- Directed by: T. Hayes Hunter
- Written by: Roland Pertwee John Hastings Turner Rupert Downing (adaptation)
- Based on: Play by Dr. Frank King Leonard Hines
- Produced by: Michael Balcon
- Starring: Boris Karloff
- Cinematography: Günther Krampf
- Edited by: Ian Dalrymple Ralph Kemplen
- Music by: Louis Levy Leighton Lucas
- Production company: Gaumont-British Picture Corporation
- Distributed by: Woolf & Freedman Film Service
- Release dates: 6 August 1933 (London; premiere); 7 August 1933 (United Kingdom); 25 November 1933 (United States);
- Running time: 77 minutes
- Country: United Kingdom
- Language: English
- Budget: just under £40,000

= The Ghoul (1933 film) =

1933 British horror film, once thought lost

The full film

The Ghoul is a 1933 British horror film directed by T. Hayes Hunter and starring Boris Karloff. The cast also features Harold Huth, Dorothy Hyson, Ernest Thesiger, Cedric Hardwicke, and Ralph Richardson in his first credited film role.

== Plot ==
Professor Henry Morlant, a great Egyptologist, thinks that the ancient jewel which he calls the "Eternal Light" will give him powers of rejuvenation if it is offered up to the ancient Egyptian god Anubis. But when Morlant dies, his servant Laing steals the jewel. While a gaggle of interlopers, including a disreputable solicitor and a fake parson, descend on the Professor's manor to investigate or steal the jewel for themselves, Morlant returns from the dead ("when the full moon strikes the door of my tomb", he predicted before dying) to kill everyone who has betrayed him.

==Cast==
- Boris Karloff as Professor Henry Morlant, renowned Egyptologist
- Cedric Hardwicke as Mr. Broughton, the Professor's solicitor
- Ernest Thesiger as Laing, the Professor's clubfooted servant
- Dorothy Hyson as Miss Betty Harlon, the Professor's niece and one of his two heirs
- Anthony Bushell as Ralph Morlant, the Professor's nephew and one of his two heirs
- Kathleen Harrison as Miss Kaney, Miss Betty Harlon's flatmate and movie's comic relief
- Harold Huth as Sheikh Aga Ben Dragore, who sold the jewel to the Professor
- D. A. Clarke-Smith as Mahmoud
- Ralph Richardson as Nigel Hartley, false parson
- Jack Raine as Davis, Mr. Broughton's chauffeur (uncredited)
- George Relph as Doctor (uncredited)

== Release and preservation ==
Loosely based on a 1928 novel by Frank King (and subsequent play by King and Leonard J. Hines), The Ghoul was produced by Gaumont British and released in the UK in August 1933. Release in the US followed in January 1934, with a reissue in 1938. The film was financially successful in the UK, but performed disappointingly in the US. The only film made during a brief contract dispute with Universal Studios, The Ghoul also marked the first time in over two decades that Karloff had acted in Britain and the British film industry.

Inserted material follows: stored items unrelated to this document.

//! Extension points and the batch write API.
//!
//! Extension modules do not patch the sales model; they implement the traits
//! here and register into a [`SaleExtensions`] value that the order
//! processing and shipment grouping code paths receive as an explicit
//! parameter.

use std::collections::BTreeMap;

use chrono::NaiveDate;
use serde::Serialize;

use entrega_core::{DomainResult, SaleLineId};

use crate::order::SaleLine;
use crate::shipment::{GroupKey, StockMove};

/// A staged value for one field.
#[derive(Debug, Clone, Copy, PartialEq, Eq, Serialize)]
pub enum FieldValue {
    Date(Option<NaiveDate>),
}

/// Field-update mapping staged against one or more lines.
pub type LineUpdate = BTreeMap<&'static str, FieldValue>;

/// A single-field date update payload.
pub fn date_update(field: &'static str, value: Option<NaiveDate>) -> LineUpdate {
    let mut update = LineUpdate::new();
    update.insert(field, FieldValue::Date(value));
    update
}

/// A batched update: `(line ids, update)` pairs, with identical payloads
/// grouped, in first-staged order.
#[derive(Debug, Clone, PartialEq, Eq, Default, Serialize)]
pub struct BatchWrite {
    groups: Vec<(Vec<SaleLineId>, LineUpdate)>,
}

impl BatchWrite {
    pub fn new() -> Self {
        Self::default()
    }

    /// Stage `update` against `line`. Lines staged with an identical payload
    /// join the same group so the whole batch applies in one call per
    /// distinct payload.
    pub fn stage(&mut self, line: SaleLineId, update: LineUpdate) {
        if let Some((ids, _)) = self.groups.iter_mut().find(|(_, u)| *u == update) {
            ids.push(line);
        } else {
            self.groups.push((vec![line], update));
        }
    }

    pub fn groups(&self) -> &[(Vec<SaleLineId>, LineUpdate)] {
        &self.groups
    }

    pub fn is_empty(&self) -> bool {
        self.groups.is_empty()
    }

    /// Number of staged line updates across all groups.
    pub fn line_count(&self) -> usize {
        self.groups.iter().map(|(ids, _)| ids.len()).sum()
    }
}

/// Batch write sink: applies a staged batch atomically within the caller's
/// transaction scope.
pub trait LineWriter {
    fn write(&mut self, batch: &BatchWrite) -> DomainResult<()>;
}

/// Default-value provider for a date field on sale lines.
///
/// Invoked while a sale transitions to processing; each proposal is staged
/// against the provider's field. Returning `None` stages nothing. A provider
/// must not propose for a line whose field is already populated; that is
/// what makes the backfill idempotent.
pub trait LineDateDefault: Send + Sync {
    /// Column the proposed value is staged against.
    fn field(&self) -> &'static str;

    /// Propose a date for `line`, or `None` to leave it untouched.
    fn propose(&self, line: &SaleLine) -> Option<NaiveDate>;

    /// Value the field takes on a duplicated line.
    fn copy_default(&self) -> Option<NaiveDate> {
        None
    }
}

/// Grouping-key contributor for shipment consolidation.
pub trait ShipmentKeyContributor: Send + Sync {
    /// Adjust the grouping key computed so far for `mv`.
    fn adjust(&self, key: GroupKey, mv: &StockMove) -> GroupKey;
}

/// Registry of everything extension modules contribute to sales orders.
///
/// Built once at startup and passed to the processing and grouping code
/// paths explicitly.
#[derive(Default)]
pub struct SaleExtensions {
    line_date_defaults: Vec<Box<dyn LineDateDefault>>,
    shipment_key_contributors: Vec<Box<dyn ShipmentKeyContributor>>,
}

impl SaleExtensions {
    pub fn register_line_date_default(&mut self, provider: Box<dyn LineDateDefault>) {
        self.line_date_defaults.push(provider);
    }

    pub fn register_shipment_key_contributor(&mut self, contributor: Box<dyn ShipmentKeyContributor>) {
        self.shipment_key_contributors.push(contributor);
    }

    pub fn line_date_defaults(&self) -> &[Box<dyn LineDateDefault>] {
        &self.line_date_defaults
    }

    pub fn shipment_key_contributors(&self) -> &[Box<dyn ShipmentKeyContributor>] {
        &self.shipment_key_contributors
    }
}

#[cfg(test)]
mod tests {
    use super::*;
    use proptest::prelude::*;

    fn date(y: i32, m: u32, d: u32) -> NaiveDate {
        NaiveDate::from_ymd_opt(y, m, d).unwrap()
    }

    #[test]
    fn stage_groups_identical_payloads() {
        let a = SaleLineId::new();
        let b = SaleLineId::new();
        let c = SaleLineId::new();

        let mut batch = BatchWrite::new();
        batch.stage(a, date_update("requested_delivery_date", Some(date(2024, 5, 1))));
        batch.stage(b, date_update("requested_delivery_date", Some(date(2024, 5, 2))));
        batch.stage(c, date_update("requested_delivery_date", Some(date(2024, 5, 1))));

        assert_eq!(batch.groups().len(), 2);
        assert_eq!(batch.line_count(), 3);
        assert_eq!(batch.groups()[0].0, vec![a, c]);
        assert_eq!(batch.groups()[1].0, vec![b]);
    }

    #[test]
    fn staged_order_is_first_seen_order() {
        let a = SaleLineId::new();
        let b = SaleLineId::new();

        let mut batch = BatchWrite::new();
        batch.stage(a, date_update("requested_delivery_date", None));
        batch.stage(b, date_update("requested_delivery_date", Some(date(2024, 5, 2))));

        let payloads: Vec<_> = batch.groups().iter().map(|(_, u)| u.clone()).collect();
        assert_eq!(payloads[0], date_update("requested_delivery_date", None));
        assert_eq!(
            payloads[1],
            date_update("requested_delivery_date", Some(date(2024, 5, 2)))
        );
    }

    #[test]
    fn update_payload_serializes_by_field_name() {
        let update = date_update("requested_delivery_date", Some(date(2024, 5, 1)));
        let json = serde_json::to_value(&update).unwrap();
        assert_eq!(
            json["requested_delivery_date"]["Date"],
            serde_json::json!("2024-05-01")
        );
    }

    proptest! {
        /// However stages arrive, every line lands in exactly one group, one
        /// group exists per distinct payload, and no two groups share one.
        #[test]
        fn staging_partitions_lines_by_payload(
            offsets in proptest::collection::vec(0i64..4, 1..20),
        ) {
            let mut batch = BatchWrite::new();
            for offset in &offsets {
                let payload_date = date(2024, 1, 1) + chrono::Duration::days(*offset);
                batch.stage(
                    SaleLineId::new(),
                    date_update("requested_delivery_date", Some(payload_date)),
                );
            }

            prop_assert_eq!(batch.line_count(), offsets.len());
            let distinct: std::collections::BTreeSet<_> = offsets.iter().collect();
            prop_assert_eq!(batch.groups().len(), distinct.len());
            for (i, (_, update)) in batch.groups().iter().enumerate() {
                for (_, other) in &batch.groups()[i + 1..] {
                    prop_assert_ne!(update, other);
                }
            }
        }
    }
}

Subsequently, the film disappeared and was considered to be a lost film. In 1969, collector William K. Everson located a murky, virtually inaudible subtitled copy, Běs, in then-communist Czechoslovakia. Though missing eight minutes of footage including two violent murder scenes, it was thought to be the only surviving copy of the film. Everson had a 16mm copy made and for years made it available to film societies in England and the United States, including a screening at The New School in New York City in 1975 on a Halloween triple bill with Lon Chaney in The Monster and Bela Lugosi in The Gorilla. Subsequently, The Museum of Modern Art and Janus Film made an archival negative of the Prague print and it went into very limited commercial distribution.

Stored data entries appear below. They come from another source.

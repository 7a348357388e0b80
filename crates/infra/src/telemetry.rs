//! Tracing/logging initialization.

use tracing_subscriber::EnvFilter;

/// Initialize tracing for the process: JSON lines, filtered via `RUST_LOG`
/// (default `info`).
///
/// Safe to call multiple times (subsequent calls are no-ops).
pub fn init() {
    let filter = EnvFilter::try_from_default_env().unwrap_or_else(|_| EnvFilter::new("info"));

    let _ = tracing_subscriber::fmt()
        .with_env_filter(filter)
        .json()
        .with_target(false)
        .try_init();
}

In the early 1980s, a disused and forgotten film vault at Shepperton Studios, its door blocked by stacked lumber, was cleared and yielded the nitrate camera negative of the film in perfect condition. The British Film Institute took possession of the film, new prints were made, and the complete version aired on Channel 4 in the UK. However, the official VHS release from MGM/UA Home Video was of the mutilated Czech copy. In 2003, MGM/UA released the fully restored version of the film on DVD. It was subsequently released in the United Kingdom by Network Distributing, in restored DVD and Blu-Ray editions featuring a new commentary by Kim Newman and Stephen Jones.

==Later version==
What A Carve Up! (1961) is a British comedy-horror film directed by Pat Jackson and starring Sid James, Kenneth Connor, and Shirley Eaton, loosely based on The Ghoul. It was released in the United States as No Place Like Homicide in 1962.